On the day she was to wed, the sea screamed itself hoarse, driving its rage into the shoulders of the island. The sky was more electricity than air, each lungful heavy with its orphan wails of salt and spite, warning that the advancing waves were a threat to the castle walls.

She was wailed awake by their grief and walked barefoot to the shore. She felt the sand shift as she approached, surrounding her, removing her from the shadowy world of the castle and its inhabitants. Her focus narrowed as she folded her hand over her eyes and searched for his signal.

He was coming. He would meet her in their place.

So she stumbled toward the jetty, through the waves that lapped at her ankles, the foam clinging to her skirts. She felt chilled fingers of raindrops press into her cheeks but she did not shudder.

Once she reached the edge of the jetty, she found all the right places to grip the rocks, wet and slick with moss. She climbed surely along its spine until her toes touched the muddy surface of a tiny island, a jewel in a knotted chain of damp boulders and seaweed. There a bare-limbed and snarled remnant of a tree reached skyward in the midst of a stone-lined circle. Its curled branches were soft and greening where they drifted over the spray but her fingers met with the solid body of its trunk. Her palms pressed against the bark, smoothed by salt and wind.

She closed her eyes and hummed a tune she knew by heart and before the last note fluttered from the cage of her throat she could feel the rasp of his hands on hers.


She opened her eyes to be drawn into his, glassy-green and glowing brightly against the hard gray of the sea and the wind.

As he spoke the rage of the sky and the sea seemed to drift away. “Today, you are to be wed.”

“If my wish had been granted, it would be to you,” She replied as she had every day since her engagement had been announced.

  He put on the same face he had for seven and a quarter months, a frown that seemed to split his narrow and exquisite features in two. "A great price would have to be paid," he shook his head and reached to stroke her cheek with his rough hand, tipping her chin to look into her face.

Her heart knocked awake, her eyelids fluttered, she'd been saying the same thing for months but this was the first time he'd replied with any inclination toward making a deal.

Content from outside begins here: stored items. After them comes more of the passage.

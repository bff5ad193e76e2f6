//! # Keybridge Node
//!
//! Runs the API-key bridge: the merchant registry responder and one gateway
//! instance connected through the in-memory event bus.
//!
//! Configuration comes from the environment; see [`NodeConfig::from_env`].

use anyhow::{Context, Result};
use keybridge_telemetry::init_telemetry;
use node_runtime::{NodeConfig, NodeRuntime};
use tracing::info;

#[tokio::main]
async fn main() -> Result<()> {
    // Load configuration
    let config = NodeConfig::from_env().context("failed to load configuration")?;

    // Initialize logging, tracing and metrics
    let _telemetry = init_telemetry(config.telemetry.clone())
        .await
        .context("failed to initialize telemetry")?;

    // Create and start the node runtime
    let runtime = NodeRuntime::start(config)?;

    // Keep the node running
    info!("Node is running. Press Ctrl+C to stop.");
    tokio::signal::ctrl_c()
        .await
        .context("failed to listen for shutdown signal")?;

    // Graceful shutdown
    runtime.shutdown().await;

    Ok(())
}
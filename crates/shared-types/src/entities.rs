//! # Core Domain Entities
//!
//! Identity types resolved by the API-key bridge.

use crate::errors::{ApiKeyError, MerchantIdError};
use serde::{Deserialize, Serialize};
use sha2::{Digest, Sha256};
use std::fmt;

/// Upper bound on accepted API key length.
pub const MAX_API_KEY_LEN: usize = 256;

/// Number of leading characters kept when an API key is displayed.
const REDACTED_PREFIX_LEN: usize = 4;

// =============================================================================
// API KEY
// =============================================================================

/// Opaque client-supplied API key.
///
/// Held byte for byte as supplied: no trimming or case folding, so `"abc123 "`
/// and `"abc123"` are different keys. Blank keys and keys longer than
/// [`MAX_API_KEY_LEN`] bytes are rejected.
///
/// `Display` and `Debug` never print the full key, so it is safe to pass an
/// `ApiKey` straight into `tracing` fields.
#[derive(Clone, PartialEq, Eq, Hash, Serialize, Deserialize)]
#[serde(transparent)]
pub struct ApiKey(String);

impl ApiKey {
    /// Parse a raw key as is.
    pub fn parse(raw: &str) -> Result<Self, ApiKeyError> {
        if raw.trim().is_empty() {
            return Err(ApiKeyError::Empty);
        }
        if raw.len() > MAX_API_KEY_LEN {
            return Err(ApiKeyError::TooLong {
                len: raw.len(),
                max: MAX_API_KEY_LEN,
            });
        }
        Ok(Self(raw.to_string()))
    }

    /// The raw key. Only the wire codec and the directory should need this.
    #[must_use]
    pub fn expose(&self) -> &str {
        &self.0
    }

    /// SHA-256 digest of the key.
    #[must_use]
    pub fn digest(&self) -> ApiKeyDigest {
        ApiKeyDigest::of(&self.0)
    }

    /// Redacted form used in logs.
    #[must_use]
    pub fn redacted(&self) -> String {
        let prefix: String = self.0.chars().take(REDACTED_PREFIX_LEN).collect();
        format!("{prefix}****")
    }
}

impl fmt::Display for ApiKey {
    fn fmt(&self, f: &mut fmt::Formatter<'_>) -> fmt::Result {
        f.write_str(&self.redacted())
    }
}

impl fmt::Debug for ApiKey {
    fn fmt(&self, f: &mut fmt::Formatter<'_>) -> fmt::Result {
        write!(f, "ApiKey({})", self.redacted())
    }
}

/// SHA-256 digest of an API key, used as the directory index.
#[derive(Debug, Clone, Copy, PartialEq, Eq, Hash, Serialize, Deserialize)]
pub struct ApiKeyDigest([u8; 32]);

impl ApiKeyDigest {
    /// Digest a raw key.
    #[must_use]
    pub fn of(raw: &str) -> Self {
        let mut hasher = Sha256::new();
        hasher.update(raw.as_bytes());
        Self(hasher.finalize().into())
    }

    /// Hex form.
    #[must_use]
    pub fn to_hex(&self) -> String {
        hex::encode(self.0)
    }
}

// =============================================================================
// MERCHANT
// =============================================================================

/// Merchant identifier as issued by the merchant registry.
#[derive(Debug, Clone, Copy, PartialEq, Eq, Hash, PartialOrd, Ord, Serialize, Deserialize)]
#[serde(transparent)]
pub struct MerchantId(i64);

impl MerchantId {
    /// Wrap a raw identifier. Returns `None` for zero or negative values,
    /// which the wire format reserves for "no identity".
    #[must_use]
    pub fn new(raw: i64) -> Option<Self> {
        (raw > 0).then_some(Self(raw))
    }

    /// The raw identifier.
    #[must_use]
    pub fn get(self) -> i64 {
        self.0
    }
}

impl fmt::Display for MerchantId {
    fn fmt(&self, f: &mut fmt::Formatter<'_>) -> fmt::Result {
        write!(f, "{}", self.0)
    }
}

impl std::str::FromStr for MerchantId {
    type Err = MerchantIdError;

    fn from_str(s: &str) -> Result<Self, Self::Err> {
        let raw: i64 = s
            .trim()
            .parse()
            .map_err(|_| MerchantIdError::NotANumber(s.to_string()))?;
        Self::new(raw).ok_or(MerchantIdError::Reserved(raw))
    }
}

/// A merchant as held by the registry.
#[derive(Debug, Clone, PartialEq, Eq, Serialize, Deserialize)]
pub struct MerchantRecord {
    /// Merchant identifier.
    pub id: MerchantId,
    /// Display name.
    pub name: String,
    /// Suspended merchants do not resolve.
    pub active: bool,
}

impl MerchantRecord {
    /// Create an active merchant record.
    pub fn active(id: MerchantId, name: impl Into<String>) -> Self {
        Self {
            id,
            name: name.into(),
            active: true,
        }
    }
}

"I have a dowry, of course. My father —" she gestured awkwardly toward the castle that loomed on the cliff above them. "He is a king among our people.”

He responded with a tart smile, the little lines at the edges of his eyes crinkling into beams of sunlight escaping the clouds. He ran his cold fingers over her throat and gripped her by the shoulders pulling her into a rough embrace. “I am not a prince of half-measures, my dear.”

Her voice fumbled in her throat as she felt her body react to the press of his. “Of course, my lord. I would — I am prepared to give you all which I possess.”

He released her to fall against the tree in a swoon. As her faculties returned to her she watched him pace before a wall of waves, his long fingers moving through his beard as the distant focus in his eyes moved closer and closer. Then it fell upon her, lit her up like a candle. She felt her spine straighten, her face burn with his attention.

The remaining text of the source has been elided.